[YOUR INSTRUCTIONS]:
Check every line below for the string "CacheService". Copy the ones that have it.

--------------------

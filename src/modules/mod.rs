// Copyright (c) 2025 Steve Wagner (ciroque@live.com)
// SPDX-License-Identifier: MIT

//! Modules shipped with the engine.

mod core_ontology;

pub use core_ontology::{
    CoreOntologyConfiguration, CoreOntologyModule, CORE_ONTOLOGY_MODULE, LOOM_NAMESPACE,
};
// Copyright (c) 2025 Steve Wagner (ciroque@live.com)
// SPDX-License-Identifier: MIT

use base64::engine::general_purpose::STANDARD as BASE64;
use base64::Engine as _;
use std::future::Future;
use std::sync::Arc;
use std::time::{Duration, SystemTime, UNIX_EPOCH};

use crate::errors::PortError;
use crate::traits::{CachePort, CachedData, DataType};

/// A decoded cache value.
#[derive(Debug, Clone, PartialEq)]
pub enum CacheValue {
    Text(String),
    Json(serde_json::Value),
    Binary(Vec<u8>),
}

impl CacheValue {
    pub fn data_type(&self) -> DataType {
        match self {
            CacheValue::Text(_) => DataType::Text,
            CacheValue::Json(_) => DataType::Json,
            CacheValue::Binary(_) => DataType::Binary,
        }
    }

    fn encode(&self, key: &str) -> Result<CachedData, PortError> {
        let data = match self {
            CacheValue::Text(text) => text.clone(),
            CacheValue::Json(value) => serde_json::to_string(value)?,
            CacheValue::Binary(bytes) => BASE64.encode(bytes),
        };
        Ok(CachedData {
            key: key.to_string(),
            data,
            data_type: self.data_type(),
            created_at: now_secs(),
        })
    }

    fn decode(record: CachedData) -> Result<Self, PortError> {
        match record.data_type {
            DataType::Text => Ok(CacheValue::Text(record.data)),
            DataType::Json => Ok(CacheValue::Json(serde_json::from_str(&record.data)?)),
            DataType::Binary => BASE64
                .decode(record.data.as_bytes())
                .map(CacheValue::Binary)
                .map_err(|e| PortError::Serialization(e.to_string())),
        }
    }
}

fn now_secs() -> u64 {
    SystemTime::now()
        .duration_since(UNIX_EPOCH)
        .map(|d| d.as_secs())
        .unwrap_or(0)
}

/// Typed cache on top of a [`CachePort`].
pub struct CacheService {
    adapter: Arc<dyn CachePort>,
}

impl CacheService {
    pub fn new(adapter: Arc<dyn CachePort>) -> Self {
        Self { adapter }
    }

    /// Fails with `Expired` when `ttl` is given and the entry is older.
    pub async fn get(&self, key: &str, ttl: Option<Duration>) -> Result<CacheValue, PortError> {
        let record = self.adapter.get(key).await?;
        if let Some(ttl) = ttl {
            let age = now_secs().saturating_sub(record.created_at);
            if age > ttl.as_secs() {
                return Err(PortError::Expired {
                    key: key.to_string(),
                });
            }
        }
        CacheValue::decode(record)
    }

    pub async fn set(&self, key: &str, value: &CacheValue) -> Result<(), PortError> {
        self.adapter.set(key, value.encode(key)?).await
    }

    pub async fn get_text(&self, key: &str, ttl: Option<Duration>) -> Result<String, PortError> {
        match self.get(key, ttl).await? {
            CacheValue::Text(text) => Ok(text),
            other => Err(type_mismatch(key, DataType::Text, other.data_type())),
        }
    }

    pub async fn get_json(
        &self,
        key: &str,
        ttl: Option<Duration>,
    ) -> Result<serde_json::Value, PortError> {
        match self.get(key, ttl).await? {
            CacheValue::Json(value) => Ok(value),
            other => Err(type_mismatch(key, DataType::Json, other.data_type())),
        }
    }

    pub async fn get_binary(&self, key: &str, ttl: Option<Duration>) -> Result<Vec<u8>, PortError> {
        match self.get(key, ttl).await? {
            CacheValue::Binary(bytes) => Ok(bytes),
            other => Err(type_mismatch(key, DataType::Binary, other.data_type())),
        }
    }

    pub async fn set_text(&self, key: &str, text: &str) -> Result<(), PortError> {
        self.set(key, &CacheValue::Text(text.to_string())).await
    }

    pub async fn set_json(&self, key: &str, value: &serde_json::Value) -> Result<(), PortError> {
        self.set(key, &CacheValue::Json(value.clone())).await
    }

    pub async fn set_binary(&self, key: &str, bytes: &[u8]) -> Result<(), PortError> {
        self.set(key, &CacheValue::Binary(bytes.to_vec())).await
    }

    pub async fn exists(&self, key: &str) -> Result<bool, PortError> {
        self.adapter.exists(key).await
    }

    pub async fn delete(&self, key: &str) -> Result<(), PortError> {
        self.adapter.delete(key).await
    }

    /// Returns the cached value, or runs `producer` and caches its result
    /// when the entry is missing, expired or stored with another type.
    pub async fn get_or_compute<F, Fut>(
        &self,
        key: &str,
        data_type: DataType,
        ttl: Option<Duration>,
        producer: F,
    ) -> Result<CacheValue, PortError>
    where
        F: FnOnce() -> Fut + Send,
        Fut: Future<Output = Result<CacheValue, PortError>> + Send,
    {
        match self.get(key, ttl).await {
            Ok(value) if value.data_type() == data_type => return Ok(value),
            Ok(_) | Err(PortError::NotFound { .. }) | Err(PortError::Expired { .. }) => {}
            Err(e) => return Err(e),
        }

        let value = producer().await?;
        if value.data_type() != data_type {
            return Err(type_mismatch(key, data_type, value.data_type()));
        }
        self.set(key, &value).await?;
        Ok(value)
    }
}

fn type_mismatch(key: &str, expected: DataType, actual: DataType) -> PortError {
    PortError::Invalid(format!(
        "cache entry '{}' holds {:?}, expected {:?}",
        key, actual, expected
    ))
}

--------------------

[ANSWER TO THE PROBLEM]:
pub struct CacheService {
impl CacheService {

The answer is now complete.